Background: Acute myeloid leukemia (AML) is a heterogeneous hematologic malignancy of the bone marrow (BM) and blood, characterized by clonal expansion of neoplastic myeloid precursor cells, and impairment of normal hematopoiesis. AML accounts for the largest number of annual deaths from leukemias among adults in the United States. AML blasts as well as leukemic stem cells express high levels of interlekin-3 (IL-3) receptor-a(CD123).
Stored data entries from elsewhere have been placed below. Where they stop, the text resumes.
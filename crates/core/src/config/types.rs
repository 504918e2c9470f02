use serde::{Deserialize, Serialize};
use std::net::IpAddr;
use std::path::PathBuf;

/// Root configuration
#[derive(Debug, Clone, Deserialize, Serialize)]
pub struct Config {
    #[serde(default)]
    pub broker: BrokerConfig,
    #[serde(default)]
    pub worker: WorkerConfig,
    pub fetcher: FetcherConfig,
    #[serde(default)]
    pub predictor: PredictorConfig,
    #[serde(default)]
    pub metrics: MetricsConfig,
}

/// Message broker connection and queue names
#[derive(Debug, Clone, Deserialize, Serialize)]
pub struct BrokerConfig {
    #[serde(default = "default_broker_host")]
    pub host: String,
    #[serde(default = "default_broker_port")]
    pub port: u16,
    #[serde(default = "default_broker_user")]
    pub user: String,
    #[serde(default = "default_broker_password")]
    pub password: String,
    #[serde(default = "default_vhost")]
    pub vhost: String,
    /// Queue that prediction requests are read from.
    #[serde(default = "default_queue_in")]
    pub queue_in: String,
    /// Queue that prediction results are written to.
    #[serde(default = "default_queue_out")]
    pub queue_out: String,
    /// Connection attempt timeout in seconds.
    #[serde(default = "default_connect_timeout")]
    pub connect_timeout_secs: u64,
}

impl Default for BrokerConfig {
    fn default() -> Self {
        Self {
            host: default_broker_host(),
            port: default_broker_port(),
            user: default_broker_user(),
            password: default_broker_password(),
            vhost: default_vhost(),
            queue_in: default_queue_in(),
            queue_out: default_queue_out(),
            connect_timeout_secs: default_connect_timeout(),
        }
    }
}

impl BrokerConfig {
    /// AMQP URI with credentials and vhost percent-encoded.
    pub fn amqp_uri(&self) -> String {
        format!(
            "amqp://{}:{}@{}:{}/{}",
            urlencoding::encode(&self.user),
            urlencoding::encode(&self.password),
            self.host,
            self.port,
            urlencoding::encode(&self.vhost),
        )
    }
}

fn default_broker_host() -> String {
    "localhost".to_string()
}

fn default_broker_port() -> u16 {
    5672
}

fn default_broker_user() -> String {
    "guest".to_string()
}

fn default_broker_password() -> String {
    "guest".to_string()
}

fn default_vhost() -> String {
    "/".to_string()
}

fn default_queue_in() -> String {
    "my-predictions".to_string()
}

fn default_queue_out() -> String {
    "my-predictions-anws".to_string()
}

fn default_connect_timeout() -> u64 {
    10
}

/// Worker pool and task processing configuration
#[derive(Debug, Clone, Deserialize, Serialize)]
pub struct WorkerConfig {
    /// Number of messages processed concurrently.
    #[serde(default = "default_concurrency")]
    pub concurrency: usize,

    /// Directory holding per-request local artifacts.
    #[serde(default = "default_scratch_dir")]
    pub scratch_dir: PathBuf,

    /// Leave fetched artifacts on disk after prediction.
    #[serde(default)]
    pub keep_artifacts: bool,

    /// How long in-flight tasks may drain after shutdown is requested.
    #[serde(default = "default_shutdown_timeout")]
    pub shutdown_timeout_secs: u64,

    /// Backoff for publishing results. `max_attempts` counts every attempt.
    #[serde(default = "RetryConfig::publish_default")]
    pub publish_retry: RetryConfig,

    /// Backoff between reconnect attempts. `max_attempts = 0` retries forever.
    #[serde(default = "RetryConfig::reconnect_default")]
    pub reconnect: RetryConfig,
}

impl Default for WorkerConfig {
    fn default() -> Self {
        Self {
            concurrency: default_concurrency(),
            scratch_dir: default_scratch_dir(),
            keep_artifacts: false,
            shutdown_timeout_secs: default_shutdown_timeout(),
            publish_retry: RetryConfig::publish_default(),
            reconnect: RetryConfig::reconnect_default(),
        }
    }
}

fn default_concurrency() -> usize {
    1
}

fn default_scratch_dir() -> PathBuf {
    std::env::temp_dir().join("aiep-worker")
}

fn default_shutdown_timeout() -> u64 {
    30
}

/// Exponential backoff settings.
#[derive(Debug, Clone, PartialEq, Deserialize, Serialize)]
pub struct RetryConfig {
    pub max_attempts: u32,
    pub initial_delay_ms: u64,
    pub max_delay_ms: u64,
    #[serde(default = "default_backoff_multiplier")]
    pub backoff_multiplier: f64,
}

impl RetryConfig {
    pub fn publish_default() -> Self {
        Self {
            max_attempts: 5,
            initial_delay_ms: 200,
            max_delay_ms: 5_000,
            backoff_multiplier: default_backoff_multiplier(),
        }
    }

    pub fn reconnect_default() -> Self {
        Self {
            max_attempts: 0,
            initial_delay_ms: 1_000,
            max_delay_ms: 30_000,
            backoff_multiplier: default_backoff_multiplier(),
        }
    }
}

fn default_backoff_multiplier() -> f64 {
    2.0
}

/// Remote file retrieval configuration
#[derive(Debug, Clone, Deserialize, Serialize)]
pub struct FetcherConfig {
    pub backend: FetcherBackend,
    /// FTP settings (required when backend = "ftp")
    #[serde(default)]
    pub ftp: Option<FtpConfig>,
    /// Local directory settings (required when backend = "local")
    #[serde(default)]
    pub local: Option<LocalFetcherConfig>,
}

/// Available fetch backends
#[derive(Debug, Clone, Copy, Deserialize, Serialize, PartialEq, Eq)]
#[serde(rename_all = "snake_case")]
pub enum FetcherBackend {
    Ftp,
    Local,
}

/// FTP server configuration
#[derive(Debug, Clone, Deserialize, Serialize)]
pub struct FtpConfig {
    pub host: String,
    #[serde(default = "default_ftp_port")]
    pub port: u16,
    #[serde(default = "default_ftp_user")]
    pub user: String,
    #[serde(default)]
    pub password: String,
    /// Upper bound for one complete transfer, in seconds.
    #[serde(default = "default_ftp_timeout")]
    pub timeout_secs: u64,
}

fn default_ftp_port() -> u16 {
    21
}

fn default_ftp_user() -> String {
    "anonymous".to_string()
}

fn default_ftp_timeout() -> u64 {
    120
}

/// Local directory fetcher configuration
#[derive(Debug, Clone, Deserialize, Serialize)]
pub struct LocalFetcherConfig {
    /// Remote paths are resolved below this directory.
    pub root: PathBuf,
}

/// Predictor configuration
#[derive(Debug, Clone, Default, Deserialize, Serialize)]
pub struct PredictorConfig {
    #[serde(default)]
    pub eeg: EegConfig,
}

/// EEG window detector settings
#[derive(Debug, Clone, Deserialize, Serialize)]
pub struct EegConfig {
    /// Window length in seconds.
    #[serde(default = "default_window_secs")]
    pub window_secs: u32,
    /// A window is flagged when its line length exceeds `threshold` times the median.
    #[serde(default = "default_eeg_threshold")]
    pub threshold: f64,
}

impl Default for EegConfig {
    fn default() -> Self {
        Self {
            window_secs: default_window_secs(),
            threshold: default_eeg_threshold(),
        }
    }
}

fn default_window_secs() -> u32 {
    5
}

fn default_eeg_threshold() -> f64 {
    3.0
}

/// Health/metrics HTTP endpoint configuration
#[derive(Debug, Clone, Deserialize, Serialize)]
pub struct MetricsConfig {
    #[serde(default = "default_metrics_enabled")]
    pub enabled: bool,
    #[serde(default = "default_metrics_host")]
    pub host: IpAddr,
    #[serde(default = "default_metrics_port")]
    pub port: u16,
}

impl Default for MetricsConfig {
    fn default() -> Self {
        Self {
            enabled: default_metrics_enabled(),
            host: default_metrics_host(),
            port: default_metrics_port(),
        }
    }
}

fn default_metrics_enabled() -> bool {
    true
}

fn default_metrics_host() -> IpAddr {
    IpAddr::from([0, 0, 0, 0])
}

fn default_metrics_port() -> u16 {
    9464
}

/// Sanitized config for logs and API responses (secrets redacted)
#[derive(Debug, Clone, Serialize)]
pub struct SanitizedConfig {
    pub broker: SanitizedBrokerConfig,
    pub worker: WorkerConfig,
    pub fetcher: SanitizedFetcherConfig,
    pub predictor: PredictorConfig,
    pub metrics: MetricsConfig,
}

#[derive(Debug, Clone, Serialize)]
pub struct SanitizedBrokerConfig {
    pub host: String,
    pub port: u16,
    pub user: String,
    pub password_configured: bool,
    pub vhost: String,
    pub queue_in: String,
    pub queue_out: String,
}

#[derive(Debug, Clone, Serialize)]
pub struct SanitizedFetcherConfig {
    pub backend: String,
    #[serde(skip_serializing_if = "Option::is_none")]
    pub ftp_host: Option<String>,
    #[serde(skip_serializing_if = "Option::is_none")]
    pub local_root: Option<PathBuf>,
}

impl From<&Config> for SanitizedConfig {
    fn from(config: &Config) -> Self {
        Self {
            broker: SanitizedBrokerConfig {
                host: config.broker.host.clone(),
                port: config.broker.port,
                user: config.broker.user.clone(),
                password_configured: !config.broker.password.is_empty(),
                vhost: config.broker.vhost.clone(),
                queue_in: config.broker.queue_in.clone(),
                queue_out: config.broker.queue_out.clone(),
            },
            worker: config.worker.clone(),
            fetcher: SanitizedFetcherConfig {
                backend: match config.fetcher.backend {
                    FetcherBackend::Ftp => "ftp".to_string(),
                    FetcherBackend::Local => "local".to_string(),
                },
                ftp_host: config
                    .fetcher
                    .ftp
                    .as_ref()
                    .map(|f| format!("{}:{}", f.host, f.port)),
                local_root: config.fetcher.local.as_ref().map(|l| l.root.clone()),
            },
            predictor: config.predictor.clone(),
            metrics: config.metrics.clone(),
        }
    }
}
Our previous studies show the anti-CD3 activated T cells (ATC) can be redirected with bispecific antibodies (BiAb) to CD20 for non-Hodgkin's lymphoma after stem cell transplantation (SCT), Her2/ neu for breast cancer, EGFR for pancreatic cancer and GD2 for neuroblastoma. In this study, we investigated whether ATC armed with anti-CD3 x anti-CD123 bispecific antibody (CD123Bi) can target CD123 expressing targets. Methods: ATC were produced by stimulating peripheral blood mononuclear cells (PBMC) with anti-CD3 in the presence of IL-2. Bispecific antibody was produced by chemical hetero-conjugation of anti-CD3 (OKT3) with anti-CD123 monoclonal antibodies. We tested four AML cell lines (EOL-1, KG-1, NoMo-1 and TF-1) as targets for cytotoxicity by CD123Bi armed ATC using ⁵¹Cr release assay. Cytokines and chemokine release during CD123Bi armed ATC mediated killing of targets were analyzed by multiplex luminex assay. Results: All four AML cell lines (EOL-1, KG-1, NoMo-1 and TF-1) showed 70-90% CD123 expression and 10-70% CD123 expression on leukemic blasts. Arming dose titration ranging from 0.1 to 100 ng CD123Bi/10⁶ ATC showed saturation at 5 ng dose, the mean specific cytotoxicity 20% plateaued at arming doses of 5, 50 and 100 ng/10⁶ ATC at an effector to target ratio (E/T) of 10:1. ATC from 4 normal donors at 50 ng arming dose at E/T of 25:1 showed mean specific cytotoxicity of 22 and 40% directed at TF-1 and NoMo-1 cell lines, respectively. The cytotoxicity was also confirmed by analysis of IFNγ and TNFα release during cytotoxic activity directed at AML cell lines by CD123Bi armed ATC. Conclusions: ATC armed with CD123Bi at 50 ng/10⁶ cells showed comparable cytotoxicity directed at either high or low leukemic blast populations. Since most of the CD33 positive cells were also CD123+, it is likely that CD123Bi armed ATC will be able to target CD33 positive leukemia stem cells. This approach may provide a non-toxic strategy to target leukemic blasts and leukemic stem cells.